▼

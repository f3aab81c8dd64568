//! Fixed-timestep loop.
//!
//! Wall-clock frame time goes into an accumulator that is drained in
//! [`FIXED_DT`] steps, so the simulation advances identically regardless of
//! the display's refresh rate.

use std::time::Instant;
use tracing::warn;

/// 60 Hz.
pub const FIXED_DT: f32 = 1.0 / 60.0;

/// Longer frames (window drags, debugger pauses) are clamped to this and
/// the lost time is dropped instead of replayed.
pub const MAX_FRAME_TIME: f32 = 0.25;

pub struct GameLoop {
    previous_time: Instant,
    accumulator: f32,
    total_sim_time: f64,
    frame_count: u64,
    update_count: u64,
}

impl GameLoop {
    pub fn new() -> Self {
        Self {
            previous_time: Instant::now(),
            accumulator: 0.0,
            total_sim_time: 0.0,
            frame_count: 0,
            update_count: 0,
        }
    }

    /// Measure the time since the last call and run the due fixed steps.
    /// Returns how many steps ran.
    pub fn tick(&mut self, update_fn: impl FnMut(f32)) -> u32 {
        let frame_time = self.measure();
        self.advance(frame_time, update_fn)
    }

    /// Seconds since the previous call (or [`reset_clock`](Self::reset_clock)).
    pub fn measure(&mut self) -> f32 {
        let now = Instant::now();
        let frame_time = now.duration_since(self.previous_time).as_secs_f32();
        self.previous_time = now;
        frame_time
    }

    /// Like [`tick`](Self::tick) with an explicit frame time.
    pub fn advance(&mut self, frame_time: f32, mut update_fn: impl FnMut(f32)) -> u32 {
        let mut frame_time = frame_time.max(0.0);
        if frame_time > MAX_FRAME_TIME {
            warn!(
                "Frame time {:.1}ms exceeds maximum, clamping to {:.1}ms",
                frame_time * 1000.0,
                MAX_FRAME_TIME * 1000.0
            );
            frame_time = MAX_FRAME_TIME;
        }

        self.accumulator += frame_time;
        let mut steps = 0;
        while self.accumulator >= FIXED_DT {
            update_fn(FIXED_DT);
            self.accumulator -= FIXED_DT;
            self.total_sim_time += f64::from(FIXED_DT);
            self.update_count += 1;
            steps += 1;
        }
        self.frame_count += 1;
        steps
    }

    /// Restart timing, e.g. after the window was suspended.
    pub fn reset_clock(&mut self) {
        self.previous_time = Instant::now();
        self.accumulator = 0.0;
    }

    /// Fraction of a step left in the accumulator, in `[0, 1)`.
    pub fn alpha(&self) -> f32 {
        self.accumulator / FIXED_DT
    }

    pub fn frame_count(&self) -> u64 {
        self.frame_count
    }

    pub fn update_count(&self) -> u64 {
        self.update_count
    }

    /// Real seconds simulated so far, before speed scaling.
    pub fn total_sim_time(&self) -> f64 {
        self.total_sim_time
    }
}

impl Default for GameLoop {
    fn default() -> Self {
        Self::new()
    }
}

#[cfg(test)]
mod tests {
    use super::*;

    #[test]
    fn test_single_step() {
        let mut game_loop = GameLoop::new();
        let mut updates = 0;
        // A hair over one step so float error cannot leave it just short.
        let steps = game_loop.advance(FIXED_DT * 1.001, |_| updates += 1);
        assert_eq!(steps, 1);
        assert_eq!(updates, 1);
    }

    #[test]
    fn test_multiple_steps_pass_fixed_dt() {
        let mut game_loop = GameLoop::new();
        let mut seen = Vec::new();
        game_loop.advance(3.5 * FIXED_DT, |dt| seen.push(dt));
        assert_eq!(seen, [FIXED_DT; 3]);
        assert!((game_loop.alpha() - 0.5).abs() < 1e-3);
    }

    #[test]
    fn test_partial_step_carries_over() {
        let mut game_loop = GameLoop::new();
        assert_eq!(game_loop.advance(0.6 * FIXED_DT, |_| {}), 0);
        assert_eq!(game_loop.advance(0.6 * FIXED_DT, |_| {}), 1);
        assert_eq!(game_loop.frame_count(), 2);
    }

    #[test]
    fn test_max_frame_time_clamp() {
        let mut game_loop = GameLoop::new();
        let steps = game_loop.advance(10.0, |_| {});
        let max_steps = (MAX_FRAME_TIME / FIXED_DT).ceil() as u32;
        assert!(steps > 0 && steps <= max_steps, "got {steps} steps");
    }

    #[test]
    fn test_negative_frame_time_ignored() {
        let mut game_loop = GameLoop::new();
        assert_eq!(game_loop.advance(-1.0, |_| {}), 0);
        assert_eq!(game_loop.alpha(), 0.0);
    }

    #[test]
    fn test_total_sim_time_tracks_updates() {
        let mut game_loop = GameLoop::new();
        for _ in 0..10 {
            game_loop.advance(FIXED_DT * 2.0, |_| {});
        }
        let expected = game_loop.update_count() as f64 * f64::from(FIXED_DT);
        assert!((game_loop.total_sim_time() - expected).abs() < 1e-9);
    }

    #[test]
    fn test_reset_clock_clears_accumulator() {
        let mut game_loop = GameLoop::new();
        game_loop.advance(0.5 * FIXED_DT, |_| {});
        game_loop.reset_clock();
        assert_eq!(game_loop.alpha(), 0.0);
    }

    #[test]
    fn test_default_is_fresh() {
        let game_loop = GameLoop::default();
        assert_eq!(game_loop.frame_count(), 0);
        assert_eq!(game_loop.update_count(), 0);
        assert_eq!(game_loop.total_sim_time(), 0.0);
    }
}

▲

▶ [Description of the task]: Filter the entries down to the lines containing "FnMut". Copy each of those lines.

▶ [Answer to this exercise]:
    pub fn tick(&mut self, update_fn: impl FnMut(f32)) -> u32 {
    pub fn advance(&mut self, frame_time: f32, mut update_fn: impl FnMut(f32)) -> u32 {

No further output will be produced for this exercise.